A escola portuguesa é, no momento em que vos escrevo, e por imperativo do calendário lectivo, um imenso comboio prestes a atingir a velocidade de cruzeiro. O Outono tarda e por causa dessa letargia o tempo psicológico parece correr como o tempo meteorológico: cálido e pacífico. Mas, para cada um dos professores, é também tempo de esmorecer a esperança, renovada a cada início de ano como se fora um instinto, que consiste em começar um tempo novo e desenhar um aluno outro, como se não houvera atrás. A rotina tende a instalar-se e com ela o primado da gestão sobre a inovação. O plano antecipa aquilo que a realidade, as mais das vezes, tende a contradizer. Postas as coisas nestes termos, importa termos a capacidade de topar os mais ínfimos sinais que consubstanciam os pontos de convergência entre plano e realidade. E manter intacto o espírito de auto-crítica sem o qual perdemos a capacidade de sonhar, logo de construir e transformar.
3 comentários:
Miguel
Desde há uns meses sou "consultor" do Conselho Nacional de Educação, sobretudo para a definição de critérios de qualidade para o 1º e 2º ciclos, e tenho tido ocasião de debater o assunto - estão presentes representantes de diversas sensibilidades políticas e sócio-profissionais.
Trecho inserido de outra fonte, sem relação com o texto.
//! Query requests routed through the Index (spec.md §3, "Query" and §6
//! "Control surface").

use uuid::Uuid;

use crate::expr::Expression;
use crate::ids::RowIdBitmap;
use crate::slice::TableSlice;

#[derive(Debug, Clone, Copy, PartialEq, Eq)]
pub enum CountMode {
    Exact,
    Estimate,
}

#[derive(Debug, Clone, Copy, PartialEq, Eq)]
pub enum ExtractPolicy {
    PreserveIds,
    DropIds,
}

/// Where matching slices/counts are delivered. A thin wrapper over an
/// mpsc sender so query execution doesn't need to know who's listening.
#[derive(Clone)]
pub struct Sink<T>(tokio::sync::mpsc::UnboundedSender<T>);

impl<T> Sink<T> {
    pub fn new() -> (Sink<T>, tokio::sync::mpsc::UnboundedReceiver<T>) {
        let (tx, rx) = tokio::sync::mpsc::unbounded_channel();
        (Sink(tx), rx)
    }

    pub fn send(&self, value: T) {
        // Receiver drop just means the caller stopped listening; not an
        // error condition for the producer side.
        let _ = self.0.send(value);
    }
}

pub enum QueryCmd {
    Count { mode: CountMode, sink: Sink<u64> },
    Extract { policy: ExtractPolicy, sink: Sink<TableSlice>, requested: u64 },
    Erase,
}

pub struct Query {
    pub id: Uuid,
    pub expr: Expression,
    /// Restricts the universe this query runs over. An empty bitmap means
    /// unrestricted -- callers resolve that to "the partition's full id
    /// range" before it reaches partition/store code, which always treats
    /// a bitmap literally (spec.md §3, "Query").
    pub ids: RowIdBitmap,
    pub cmd: QueryCmd,
}

impl Query {
    pub fn is_unrestricted(&self) -> bool {
        self.ids.is_empty()
    }
}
Tudo pode ser criticável, desde as reformas ministeriais às condições logísticas ou de emprego dos professores. Mas também te digo que há experiências espantosas com as tais poucas condições - muitos professores não têm vocação, gosto, interesse pela profissão, nem capacidade de criar, mudar e inventar. Como acontece aos médicos - são apenas licenciados.
O espartilho não é tão grande como isso, e a mim pasmou-me que mais de metade das energias e das horas, no ano passado, fosse levada a discutir as avaliações dos professores. Não tomo partido nisso, porque, incrivelmente, depois dessas discussões todas continuei sem saber quem tem razão. Foi mais ruído do que esclarecimento.
Há um certo "umbiguismo" nos professores, ou pelo menos nos seus representantes. E, contudo, se se quiser ser bom professor é-se bom professor. Até porque a relação é com os alunos e com as famílias, e o modo como a Comunidade Educativa funciona não é regulável pela DGEB.
Às vezes tenho a sensação, como nos hospitais e centros de saúde, que há muitos professores que pensam: "que boa seria a escola e o sistema educativo se não existissem crianças".
(claro que o comentário não se aplica a ti, porque te conheço o suficiente para saber que exerces a tua profissão, agarras o teu trabalho e exerces o teu emprego de forma diferente).
Abraços e obrigado por tudo o que os professores já fizeram e fazem por mim e pelos meus filhos.
A avaliação dos professores, no meio do ridículo, a confusão e do desrespeito que alguma da sua letra consubstancia , está a ter algumas consequências positivas: começa a haver , da parte dos grupos disciplinares uma vontade de construir caminhos comuns e de enquadrá-los em projectos e em planos. Por outras palavras, começ-se por antecipar o futuro. A sala de aula passa tendecialmente, desta maneira, a estar no centro das preocupações enquanto laboratório a partir do qual se luta pela consecução do plano e de onde se parte para a sua reformulação. E quando assim é, toda a comunidade educativa usufrui dos caminhos que se querem trilhar.
Há uma enorme dificuldade, em todos os serviços, em entender que estes existem para servir... mas principalmente os utentes, e não exclusivamente os que nele trabalham.
A Educação tem sido um navio sem rumo, ou então com "n" mudanças de rumno, o que vem dar na mesma.
Claramente, o que é que se pretende com a Educação, a escolaridade, os estabelecimentos? Quais são os objectivos pedagógicos do acto de ensino/aprendizagem, do acto modelo/exemplo, da descoberta dos talentos e da actividade lúdica a ela inerente (só o facto de se chamar "educação" já é um sintoma grave do que se pressupõe ir ali passar.
No dia em que, num ditado de 100 palavras, ao aluno se disser que acertou 95 em vez de se apontar as cinco que errou; no dia em que se analisar com o aluno as cinco que não acertou, e saber se foi mero deslize (de quem, por exemplo, escreve o seu nome centenas de vezes e se esquece de uma letra), se foi excesso de zelo em ouvir outras palavras e deixou uma para trás, se não a conhecia e a extraiu foneticamente, ou se foi mera calonice, conversando com o aluno sobre como se aperfeiçoar, então talvez eu comece a ser mais optimista. E isto é tanto nos privados como nos públicos, ou até mais cavernícola em alguns primeiros.